TASK DESCRIPTION:
Filter the lines below, copying only those with the string "UnboundedSender".

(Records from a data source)

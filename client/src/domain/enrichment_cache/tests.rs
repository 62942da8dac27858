//! Unit tests for the session enrichment cache.

use std::collections::{HashMap, VecDeque};
use std::sync::atomic::{AtomicUsize, Ordering};
use std::sync::{Arc, Mutex};

use async_trait::async_trait;
use rstest::rstest;
use serde_json::{Value, json};
use tokio::sync::{Notify, mpsc};

use super::*;
use crate::domain::ErrorCode;
use crate::domain::ports::GatewayError;
use crate::domain::user::UNKNOWN_NAME;

type Script = VecDeque<Result<Value, GatewayError>>;

#[derive(Default)]
struct DirectoryStub {
    scripted: Mutex<HashMap<String, Script>>,
    calls: AtomicUsize,
    entered: Option<mpsc::UnboundedSender<String>>,
    release: Option<Arc<Notify>>,
}

impl DirectoryStub {
    fn scripted(entries: Vec<(&str, Result<Value, GatewayError>)>) -> Self {
        let mut scripted: HashMap<String, Script> = HashMap::new();
        for (id, result) in entries {
            scripted.entry(id.to_owned()).or_default().push_back(result);
        }
        Self {
            scripted: Mutex::new(scripted),
            ..Self::default()
        }
    }

    fn blocking(
        entries: Vec<(&str, Result<Value, GatewayError>)>,
        entered: mpsc::UnboundedSender<String>,
        release: Arc<Notify>,
    ) -> Self {
        Self {
            entered: Some(entered),
            release: Some(release),
            ..Self::scripted(entries)
        }
    }

    fn calls(&self) -> usize {
        self.calls.load(Ordering::SeqCst)
    }
}

#[async_trait]
impl UserDirectory for DirectoryStub {
    async fn fetch_user(&self, id: &UserId) -> Result<Value, GatewayError> {
        self.calls.fetch_add(1, Ordering::SeqCst);
        if let Some(entered) = &self.entered {
            entered.send(id.to_string()).expect("send entry");
        }
        if let Some(release) = &self.release {
            release.notified().await;
        }
        self.scripted
            .lock()
            .expect("directory mutex")
            .get_mut(id.as_ref())
            .and_then(VecDeque::pop_front)
            .unwrap_or_else(|| Err(GatewayError::not_found(id.to_string())))
    }

    async fn fetch_manager_of(&self, _employee: &UserId) -> Result<Option<Value>, GatewayError> {
        Ok(None)
    }

    async fn fetch_managers_batch(&self) -> Result<Vec<Value>, GatewayError> {
        Ok(Vec::new())
    }

    async fn fetch_user_summary(&self, user: &UserId) -> Result<Value, GatewayError> {
        Err(GatewayError::not_found(user.to_string()))
    }

    async fn fetch_summary_list(&self) -> Result<Vec<Value>, GatewayError> {
        Ok(Vec::new())
    }
}

fn id(raw: &str) -> UserId {
    UserId::new(raw).expect("valid id")
}

fn cache_over(directory: &Arc<DirectoryStub>) -> EnrichmentCache {
    EnrichmentCache::new(directory.clone(), 4)
}

#[rstest]
#[case::empty("")]
#[case::blank("   ")]
#[tokio::test]
async fn blank_ids_fail_before_any_lookup(#[case] raw: &str) {
    let directory = Arc::new(DirectoryStub::default());
    let cache = cache_over(&directory);

    let err = cache.resolve(raw).await.expect_err("validation error");

    assert_eq!(err.code(), ErrorCode::InvalidRequest);
    assert_eq!(directory.calls(), 0);
}

#[tokio::test]
async fn resolved_users_are_fetched_once() {
    let directory = Arc::new(DirectoryStub::scripted(vec![(
        "u1",
        Ok(json!({ "_id": "u1", "name": "Ada", "manager": "m1" })),
    )]));
    let cache = cache_over(&directory);

    let first = cache.resolve("u1").await.expect("valid id");
    let second = cache.resolve("u1").await.expect("valid id");

    assert_eq!(first.map(|user| user.name), Some("Ada".to_owned()));
    assert_eq!(second.map(|user| user.name), Some("Ada".to_owned()));
    assert_eq!(directory.calls(), 1);
    assert_eq!(cache.manager_of(&id("u1")), Some(id("m1")));
}

#[tokio::test]
async fn forbidden_ids_are_never_fetched_again() {
    let directory = Arc::new(DirectoryStub::scripted(vec![(
        "u2",
        Err(GatewayError::forbidden("not your report")),
    )]));
    let cache = cache_over(&directory);

    assert_eq!(cache.resolve("u2").await.expect("valid id"), None);
    assert_eq!(cache.resolve("u2").await.expect("valid id"), None);

    assert!(cache.is_forbidden(&id("u2")));
    assert_eq!(directory.calls(), 1);
}

#[tokio::test]
async fn nameless_records_are_not_looked_up_again() {
    let directory = Arc::new(DirectoryStub::scripted(vec![
        ("u4", Ok(json!({ "_id": "u4" }))),
        ("u4", Ok(json!({ "_id": "u4", "name": "Late" }))),
    ]));
    let cache = cache_over(&directory);

    let first = cache.resolve("u4").await.expect("valid id");
    let second = cache.resolve("u4").await.expect("valid id");

    assert_eq!(first, Some(UserRef::placeholder(id("u4"))));
    assert_eq!(second, first);
    assert_eq!(directory.calls(), 1);

    assert!(cache.remember(UserRef::new(id("u4"), "Ada", None)));
    let learned = cache.resolve("u4").await.expect("valid id");
    assert_eq!(learned.map(|user| user.name), Some("Ada".to_owned()));
    assert_eq!(directory.calls(), 1);
}

#[rstest]
#[case::not_found(GatewayError::not_found("u3"))]
#[case::transient(GatewayError::timeout("slow"))]
#[tokio::test]
async fn other_failures_stay_eligible_for_retry(#[case] failure: GatewayError) {
    let directory = Arc::new(DirectoryStub::scripted(vec![
        ("u3", Err(failure)),
        ("u3", Ok(json!({ "_id": "u3", "name": "Grace" }))),
    ]));
    let cache = cache_over(&directory);

    assert_eq!(cache.resolve("u3").await.expect("valid id"), None);
    assert!(!cache.is_forbidden(&id("u3")));

    let retried = cache.resolve("u3").await.expect("valid id");
    assert_eq!(retried.map(|user| user.name), Some("Grace".to_owned()));
    assert_eq!(directory.calls(), 2);
}

#[tokio::test]
async fn concurrent_lookups_share_one_request() {
    let (entered_tx, mut entered_rx) = mpsc::unbounded_channel();
    let release = Arc::new(Notify::new());
    let directory = Arc::new(DirectoryStub::blocking(
        vec![("u1", Ok(json!({ "_id": "u1", "name": "Ada" })))],
        entered_tx,
        release.clone(),
    ));
    let cache = Arc::new(cache_over(&directory));

    let first = tokio::spawn({
        let cache = cache.clone();
        async move { cache.resolve("u1").await }
    });
    assert_eq!(entered_rx.recv().await.as_deref(), Some("u1"));
    assert!(cache.is_in_flight(&id("u1")));

    let second = tokio::spawn({
        let cache = cache.clone();
        async move { cache.resolve("u1").await }
    });
    tokio::task::yield_now().await;
    release.notify_one();

    let first = first.await.expect("join").expect("valid id");
    let second = second.await.expect("join").expect("valid id");

    assert_eq!(first, second);
    assert_eq!(directory.calls(), 1);
    assert!(!cache.is_in_flight(&id("u1")));
}

#[test]
fn remember_never_downgrades_a_resolved_name() {
    let directory = Arc::new(DirectoryStub::default());
    let cache = cache_over(&directory);
    let resolved = UserRef::new(id("u1"), "Ada", Some("ada@x.test".to_owned()));

    assert!(cache.remember(resolved.clone()));
    assert!(!cache.remember(UserRef::new(id("u1"), UNKNOWN_NAME, None)));
    assert!(!cache.remember(UserRef::new(id("u1"), "Ada", None)));

    assert_eq!(cache.get(&id("u1")), Some(resolved));
}

#[test]
fn clear_forgets_the_session() {
    let directory = Arc::new(DirectoryStub::default());
    let cache = cache_over(&directory);
    cache.remember_directory_user(DirectoryUser {
        user: UserRef::new(id("u1"), "Ada", None),
        role: None,
        manager_id: Some(id("m1")),
    });

    cache.clear();

    assert_eq!(cache.get(&id("u1")), None);
    assert_eq!(cache.manager_of(&id("u1")), None);
}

ANSWER TO THE PROBLEM:
    entered: Option<mpsc::UnboundedSender<String>>,
        entered: mpsc::UnboundedSender<String>,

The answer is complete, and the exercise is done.